DATA SUPPLIED
// SPDX-License-Identifier: BUSL-1.1
// Copyright (c) 2026 Alfred Jean LLC

use super::*;
use crate::context::TownCtx;
use gt_adapters::{FakeSessions, FakeTracker};
use gt_core::bead::{BeadStatus, DepType};
use gt_core::config::RigsFile;
use gt_core::fields::AttachmentFields;
use gt_core::test_support::{scaffold_town, BeadBuilder};
use gt_core::town::TownPaths;
use tempfile::TempDir;

fn engine() -> (TempDir, HookEngine<FakeTracker, FakeSessions>, FakeTracker) {
    let dir = TempDir::new().unwrap();
    scaffold_town(dir.path(), "citadel");
    let town = TownCtx::for_tests(TownPaths::new(dir.path()), "citadel", RigsFile::default());
    let tracker = FakeTracker::new();
    let engine = HookEngine::new(tracker.clone(), FakeSessions::new(), town);
    (dir, engine, tracker)
}

#[tokio::test]
async fn detach_clears_fields_and_writes_audit() {
    let (_dir, engine, tracker) = engine();
    tracker.insert(
        BeadBuilder::new("gt-abc12")
            .description(
                "Fix the login flow\n\nattached_molecule: gt-wisp-prev\ndispatched_by: mayor",
            )
            .build(),
    );

    engine
        .detach_molecule_with_audit("gt-abc12", "force re-sling", "mayor")
        .await
        .unwrap();

    let bead = tracker.get("gt-abc12").unwrap();
    let fields = AttachmentFields::parse(&bead.description);
    assert!(fields.is_empty(), "fields must be cleared: {}", bead.description);
    // Body text survives; the audit line is appended.
    assert!(bead.description.starts_with("Fix the login flow"));
    assert!(bead
        .description
        .contains("audit: detached gt-wisp-prev (force re-sling) by mayor"));
}

#[tokio::test]
async fn detach_on_missing_bead_is_fatal() {
    let (_dir, engine, _tracker) = engine();
    assert!(engine
        .detach_molecule_with_audit("gt-zzzzz", "r", "mayor")
        .await
        .is_err());
}

#[tokio::test]
async fn force_close_sweeps_depth_first() {
    let (_dir, engine, tracker) = engine();
    // wisp ← step1 ← sub1, wisp ← step2
    tracker.insert(BeadBuilder::new("gt-wisp-001").build());
    tracker.insert(BeadBuilder::new("gt-step1").build());
    tracker.insert(BeadBuilder::new("gt-step2").build());
    tracker.insert(BeadBuilder::new("gt-sub1").build());
    tracker
        .dep_add("gt-step1", "gt-wisp-001", DepType::ParentChild)
        .await
        .unwrap();
    tracker
        .dep_add("gt-step2", "gt-wisp-001", DepType::ParentChild)
        .await
        .unwrap();
    tracker
        .dep_add("gt-sub1", "gt-step1", DepType::ParentChild)
        .await
        .unwrap();

    let closed = engine.force_close("gt-wisp-001").await;
    assert_eq!(closed, 4);
    for id in ["gt-wisp-001", "gt-step1", "gt-step2", "gt-sub1"] {
        assert_eq!(
            tracker.get(id).unwrap().status,
            BeadStatus::Closed,
            "{id} should be closed"
        );
    }
}

#[tokio::test]
async fn force_close_of_missing_wisp_reports_zero() {
    let (_dir, engine, _tracker) = engine();
    // Close failures are logged and counted, never propagated.
    assert_eq!(engine.force_close("gt-wisp-gone").await, 0);
}

#[tokio::test]
async fn force_close_tolerates_already_closed_children() {
    let (_dir, engine, tracker) = engine();
    tracker.insert(BeadBuilder::new("gt-wisp-001").build());
    tracker.insert(
        BeadBuilder::new("gt-step1")
            .status(BeadStatus::Closed)
            .build(),
    );
    tracker
        .dep_add("gt-step1", "gt-wisp-001", DepType::ParentChild)
        .await
        .unwrap();

    let closed = engine.force_close("gt-wisp-001").await;
    assert_eq!(closed, 2);
}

REQUIRED ACTION
Nothing should be missing: every line above must be reproduced exactly.

ANSWER FOR THE TASK
// SPDX-License-Identifier: BUSL-1.1
// Copyright (c) 2026 Alfred Jean LLC

use super::*;
use crate::context::TownCtx;
use gt_adapters::{FakeSessions, FakeTracker};
use gt_core::bead::{BeadStatus, DepType};
use gt_core::config::RigsFile;
use gt_core::fields::AttachmentFields;
use gt_core::test_support::{scaffold_town, BeadBuilder};
use gt_core::town::TownPaths;
use tempfile::TempDir;

fn engine() -> (TempDir, HookEngine<FakeTracker, FakeSessions>, FakeTracker) {
    let dir = TempDir::new().unwrap();
    scaffold_town(dir.path(), "citadel");
    let town = TownCtx::for_tests(TownPaths::new(dir.path()), "citadel", RigsFile::default());
    let tracker = FakeTracker::new();
    let engine = HookEngine::new(tracker.clone(), FakeSessions::new(), town);
    (dir, engine, tracker)
}

#[tokio::test]
async fn detach_clears_fields_and_writes_audit() {
    let (_dir, engine, tracker) = engine();
    tracker.insert(
        BeadBuilder::new("gt-abc12")
            .description(
                "Fix the login flow\n\nattached_molecule: gt-wisp-prev\ndispatched_by: mayor",
            )
            .build(),
    );

    engine
        .detach_molecule_with_audit("gt-abc12", "force re-sling", "mayor")
        .await
        .unwrap();

    let bead = tracker.get("gt-abc12").unwrap();
    let fields = AttachmentFields::parse(&bead.description);
    assert!(fields.is_empty(), "fields must be cleared: {}", bead.description);
    // Body text survives; the audit line is appended.
    assert!(bead.description.starts_with("Fix the login flow"));
    assert!(bead
        .description
        .contains("audit: detached gt-wisp-prev (force re-sling) by mayor"));
}

#[tokio::test]
async fn detach_on_missing_bead_is_fatal() {
    let (_dir, engine, _tracker) = engine();
    assert!(engine
        .detach_molecule_with_audit("gt-zzzzz", "r", "mayor")
        .await
        .is_err());
}

#[tokio::test]
async fn force_close_sweeps_depth_first() {
    let (_dir, engine, tracker) = engine();
    // wisp ← step1 ← sub1, wisp ← step2
    tracker.insert(BeadBuilder::new("gt-wisp-001").build());
    tracker.insert(BeadBuilder::new("gt-step1").build());
    tracker.insert(BeadBuilder::new("gt-step2").build());
    tracker.insert(BeadBuilder::new("gt-sub1").build());
    tracker
        .dep_add("gt-step1", "gt-wisp-001", DepType::ParentChild)
        .await
        .unwrap();
    tracker
        .dep_add("gt-step2", "gt-wisp-001", DepType::ParentChild)
        .await
        .unwrap();
    tracker
        .dep_add("gt-sub1", "gt-step1", DepType::ParentChild)
        .await
        .unwrap();

    let closed = engine.force_close("gt-wisp-001").await;
    assert_eq!(closed, 4);
    for id in ["gt-wisp-001", "gt-step1", "gt-step2", "gt-sub1"] {
        assert_eq!(
            tracker.get(id).unwrap().status,
            BeadStatus::Closed,
            "{id} should be closed"
        );
    }
}

#[tokio::test]
async fn force_close_of_missing_wisp_reports_zero() {
    let (_dir, engine, _tracker) = engine();
    // Close failures are logged and counted, never propagated.
    assert_eq!(engine.force_close("gt-wisp-gone").await, 0);
}

#[tokio::test]
async fn force_close_tolerates_already_closed_children() {
    let (_dir, engine, tracker) = engine();
    tracker.insert(BeadBuilder::new("gt-wisp-001").build());
    tracker.insert(
        BeadBuilder::new("gt-step1")
            .status(BeadStatus::Closed)
            .build(),
    );
    tracker
        .dep_add("gt-step1", "gt-wisp-001", DepType::ParentChild)
        .await
        .unwrap();

    let closed = engine.force_close("gt-wisp-001").await;
    assert_eq!(closed, 2);
}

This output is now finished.